◆ **DATA FOR ANALYSIS**:
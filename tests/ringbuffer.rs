use scull_fifo::Core::alloc::{allocate_region, allocate_ring, release_ring};
use scull_fifo::FIFO::Buffer::{RingBuffer, SlotHeader, SlotLayout};
use scull_fifo::{FifoError, TransferFault, UserSource};

struct UnreadableSource;

impl UserSource for UnreadableSource {
    fn copy_in(&self, _dst: &mut [u8]) -> Result<(), TransferFault> {
        Err(TransferFault)
    }
}

#[test]
fn simple_produce_consume() {
    let mut ring = allocate_ring(4, 16).unwrap();
    assert_eq!(ring.capacity(), 4);
    assert_eq!(ring.elem_size(), 16);
    assert_eq!(ring.slot_stride(), SlotHeader::SIZE + 16);
    assert_eq!(ring.region_len(), 4 * (SlotHeader::SIZE + 16));

    let payload = vec![1u8, 2, 3, 4];
    assert_eq!(ring.produce(&payload, payload.len()), Ok(4));
    assert_eq!(ring.tail(), 1);
    assert_eq!(ring.slot_len(0), 4);
    assert_eq!(ring.peek(0), Some(&payload[..]));

    let mut out = Vec::new();
    assert_eq!(ring.consume(&mut out, 16), Ok(4));
    assert_eq!(out, payload);
    assert_eq!(ring.head(), 1);
}

#[test]
fn cursors_wrap_around() {
    let mut ring = allocate_ring(3, 4).unwrap();
    let mut out = Vec::new();

    for i in 0..10u8 {
        ring.produce(&[i], 1).unwrap();
        ring.consume(&mut out, 4).unwrap();
        assert_eq!(out, [i]);
    }
    // 10 mod 3
    assert_eq!(ring.head(), 1);
    assert_eq!(ring.tail(), 1);
}

#[test]
fn produce_clamps_to_elem_size() {
    let mut ring = allocate_ring(2, 4).unwrap();
    assert_eq!(ring.produce("abcdefgh", 8), Ok(4));
    assert_eq!(ring.slot_len(0), 4);
    assert_eq!(ring.peek(0), Some(&b"abcd"[..]));
}

#[test]
fn consume_takes_min_of_request_and_record() {
    let mut ring = allocate_ring(2, 8).unwrap();
    ring.produce("abcdef", 6).unwrap();

    let mut out = [0u8; 8];
    assert_eq!(ring.consume(&mut out, 3), Ok(3));
    assert_eq!(&out[..3], b"abc");
    assert_eq!(ring.head(), 1);
}

#[test]
fn fault_leaves_cursors_and_header() {
    let mut ring = allocate_ring(2, 8).unwrap();
    ring.produce("old", 3).unwrap();
    ring.consume(&mut Vec::<u8>::new(), 8).unwrap();
    ring.produce("xy", 2).unwrap();
    ring.produce("zz", 2).unwrap();
    assert_eq!(ring.tail(), 1);

    assert_eq!(ring.produce(&UnreadableSource, 5), Err(FifoError::Fault));
    assert_eq!(ring.tail(), 1);
    assert_eq!(ring.slot_len(1), 2);

    let mut tiny = [0u8; 1];
    assert_eq!(ring.consume(&mut tiny, 8), Err(FifoError::Fault));
    assert_eq!(ring.head(), 1);
}

#[test]
fn from_region_checks_geometry() {
    let layout = SlotLayout::new(8).unwrap();
    let region = allocate_region(&layout, 3).unwrap();
    assert_eq!(region.len(), 3 * layout.stride());
    assert!(RingBuffer::from_region(region, layout, 3).is_ok());

    let region = allocate_region(&layout, 3).unwrap();
    assert!(matches!(
        RingBuffer::from_region(region, layout, 4),
        Err(FifoError::InvalidRequest(_))
    ));

    assert!(matches!(
        RingBuffer::from_region(Box::default(), layout, 0),
        Err(FifoError::InvalidRequest(_))
    ));
}

#[test]
fn release_is_idempotent() {
    let mut ring = allocate_ring(2, 8).unwrap();
    release_ring(&mut ring);
    assert!(ring.is_released());
    assert_eq!(ring.peek(0), None);
    release_ring(&mut ring);
    assert!(ring.is_released());
    println!("Released ring: {ring:?}");
}
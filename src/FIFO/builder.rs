use super::Buffer::{FIFO_ELEMSZ_DEFAULT, FIFO_SIZE_DEFAULT};
use super::Fifo;
use crate::error::FifoError;
use std::env;

/// Environment variable overriding the number of slots.
pub const ENV_FIFO_SIZE: &str = "SCULL_FIFO_SIZE";

/// Environment variable overriding the maximum record size.
pub const ENV_FIFO_ELEMSZ: &str = "SCULL_FIFO_ELEMSZ";

#[derive(Debug, Clone, PartialEq, Eq)]
pub struct FifoBuilder {
    capacity: usize,
    elem_size: usize,
}

impl Default for FifoBuilder {
    fn default() -> Self {
        Self {
            capacity: FIFO_SIZE_DEFAULT,   // 10 slots
            elem_size: FIFO_ELEMSZ_DEFAULT, // 4000 bytes
        }
    }
}

impl FifoBuilder {
    pub fn new() -> Self {
        Self::default()
    }

    /// Defaults, overridden by `SCULL_FIFO_SIZE` and `SCULL_FIFO_ELEMSZ` when set.
    pub fn from_env() -> Result<Self, FifoError> {
        let mut builder = Self::default();
        if let Some(capacity) = read_env(ENV_FIFO_SIZE)? {
            builder.capacity = capacity;
        }
        if let Some(elem_size) = read_env(ENV_FIFO_ELEMSZ)? {
            builder.elem_size = elem_size;
        }
        Ok(builder)
    }

    pub fn with_capacity(mut self, capacity: usize) -> Self {
        self.capacity = capacity;
        self
    }

    pub fn with_elem_size(mut self, elem_size: usize) -> Self {
        self.elem_size = elem_size;
        self
    }

    pub fn capacity(&self) -> usize {
        self.capacity
    }

    pub fn elem_size(&self) -> usize {
        self.elem_size
    }

    pub fn build(self) -> Result<Fifo, FifoError> {
        if self.capacity == 0 {
            return Err(FifoError::InvalidRequest(
                "FIFO size must be greater than zero".into(),
            ));
        }
        Fifo::create(self.capacity, self.elem_size)
    }
}

fn read_env(key: &str) -> Result<Option<usize>, FifoError> {
    match env::var(key) {
        Ok(raw) => raw.trim().parse::<usize>().map(Some).map_err(|e| {
            FifoError::InvalidRequest(format!("{key}={raw:?} is not a valid size: {e}"))
        }),
        Err(env::VarError::NotPresent) => Ok(None),
        Err(env::VarError::NotUnicode(_)) => Err(FifoError::InvalidRequest(format!(
            "{key} is not valid unicode"
        ))),
    }
}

◆ **WHAT YOU HAVE TO DO**: Go to the line in the material above that contains "impl Default for" and copy exactly from there through the line that contains "pub fn with_capacity(mut", stopping after it.

◆ **EXERCISE OUTPUT**:
impl Default for FifoBuilder {
    fn default() -> Self {
        Self {
            capacity: FIFO_SIZE_DEFAULT,   // 10 slots
            elem_size: FIFO_ELEMSZ_DEFAULT, // 4000 bytes
        }
    }
}

impl FifoBuilder {
    pub fn new() -> Self {
        Self::default()
    }

    /// Defaults, overridden by `SCULL_FIFO_SIZE` and `SCULL_FIFO_ELEMSZ` when set.
    pub fn from_env() -> Result<Self, FifoError> {
        let mut builder = Self::default();
        if let Some(capacity) = read_env(ENV_FIFO_SIZE)? {
            builder.capacity = capacity;
        }
        if let Some(elem_size) = read_env(ENV_FIFO_ELEMSZ)? {
            builder.elem_size = elem_size;
        }
        Ok(builder)
    }

    pub fn with_capacity(mut self, capacity: usize) -> Self {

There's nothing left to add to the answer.